Return the entries in full, exactly as they were written.

◆ ◆ ◆ ◆ ◆

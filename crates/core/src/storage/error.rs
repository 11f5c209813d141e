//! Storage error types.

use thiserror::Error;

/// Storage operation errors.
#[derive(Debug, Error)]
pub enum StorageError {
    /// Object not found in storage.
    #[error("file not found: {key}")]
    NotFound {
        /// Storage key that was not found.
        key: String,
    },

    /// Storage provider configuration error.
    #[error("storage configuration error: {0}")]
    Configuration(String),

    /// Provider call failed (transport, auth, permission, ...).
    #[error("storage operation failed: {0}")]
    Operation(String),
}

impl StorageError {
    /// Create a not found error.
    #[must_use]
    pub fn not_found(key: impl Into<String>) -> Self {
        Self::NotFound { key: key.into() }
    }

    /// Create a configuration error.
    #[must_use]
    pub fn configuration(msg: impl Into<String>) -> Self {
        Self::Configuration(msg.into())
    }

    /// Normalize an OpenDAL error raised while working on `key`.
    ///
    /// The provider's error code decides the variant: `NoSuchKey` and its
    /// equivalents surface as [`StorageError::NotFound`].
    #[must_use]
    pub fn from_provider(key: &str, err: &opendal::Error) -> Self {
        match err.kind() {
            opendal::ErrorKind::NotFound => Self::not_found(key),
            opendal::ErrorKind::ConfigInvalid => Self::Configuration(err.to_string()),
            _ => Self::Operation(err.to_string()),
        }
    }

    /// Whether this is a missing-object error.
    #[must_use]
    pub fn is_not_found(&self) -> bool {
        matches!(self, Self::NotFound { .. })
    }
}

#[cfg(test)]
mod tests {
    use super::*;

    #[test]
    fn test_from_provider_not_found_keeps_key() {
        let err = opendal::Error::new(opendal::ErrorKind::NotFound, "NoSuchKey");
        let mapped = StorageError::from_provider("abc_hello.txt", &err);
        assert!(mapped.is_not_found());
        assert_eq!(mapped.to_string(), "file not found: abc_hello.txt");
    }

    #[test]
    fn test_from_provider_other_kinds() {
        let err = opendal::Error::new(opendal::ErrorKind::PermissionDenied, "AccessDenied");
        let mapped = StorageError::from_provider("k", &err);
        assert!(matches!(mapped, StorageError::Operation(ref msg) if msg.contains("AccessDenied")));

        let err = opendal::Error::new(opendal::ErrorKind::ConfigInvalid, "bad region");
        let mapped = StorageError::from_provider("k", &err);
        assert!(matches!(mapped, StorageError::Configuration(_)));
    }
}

◆ ◆ ◆ ◆ ◆

▶ The completed task
filename crates/core/src/storage/error.rs
repository 11f5c209813d141e
//! Storage error types.

use thiserror::Error;

/// Storage operation errors.
#[derive(Debug, Error)]
pub enum StorageError {
    /// Object not found in storage.
    #[error("file not found: {key}")]
    NotFound {
        /// Storage key that was not found.
        key: String,
    },

    /// Storage provider configuration error.
    #[error("storage configuration error: {0}")]
    Configuration(String),

    /// Provider call failed (transport, auth, permission, ...).
    #[error("storage operation failed: {0}")]
    Operation(String),
}

impl StorageError {
    /// Create a not found error.
    #[must_use]
    pub fn not_found(key: impl Into<String>) -> Self {
        Self::NotFound { key: key.into() }
    }

    /// Create a configuration error.
    #[must_use]
    pub fn configuration(msg: impl Into<String>) -> Self {
        Self::Configuration(msg.into())
    }

    /// Normalize an OpenDAL error raised while working on `key`.
    ///
    /// The provider's error code decides the variant: `NoSuchKey` and its
    /// equivalents surface as [`StorageError::NotFound`].
    #[must_use]
    pub fn from_provider(key: &str, err: &opendal::Error) -> Self {
        match err.kind() {
            opendal::ErrorKind::NotFound => Self::not_found(key),
            opendal::ErrorKind::ConfigInvalid => Self::Configuration(err.to_string()),
            _ => Self::Operation(err.to_string()),
        }
    }

    /// Whether this is a missing-object error.
    #[must_use]
    pub fn is_not_found(&self) -> bool {
        matches!(self, Self::NotFound { .. })
    }
}

#[cfg(test)]
mod tests {
    use super::*;

    #[test]
    fn test_from_provider_not_found_keeps_key() {
        let err = opendal::Error::new(opendal::ErrorKind::NotFound, "NoSuchKey");
        let mapped = StorageError::from_provider("abc_hello.txt", &err);
        assert!(mapped.is_not_found());
        assert_eq!(mapped.to_string(), "file not found: abc_hello.txt");
    }

    #[test]
    fn test_from_provider_other_kinds() {
        let err = opendal::Error::new(opendal::ErrorKind::PermissionDenied, "AccessDenied");
        let mapped = StorageError::from_provider("k", &err);
        assert!(matches!(mapped, StorageError::Operation(ref msg) if msg.contains("AccessDenied")));

        let err = opendal::Error::new(opendal::ErrorKind::ConfigInvalid, "bad region");
        let mapped = StorageError::from_provider("k", &err);
        assert!(matches!(mapped, StorageError::Configuration(_)));
    }
}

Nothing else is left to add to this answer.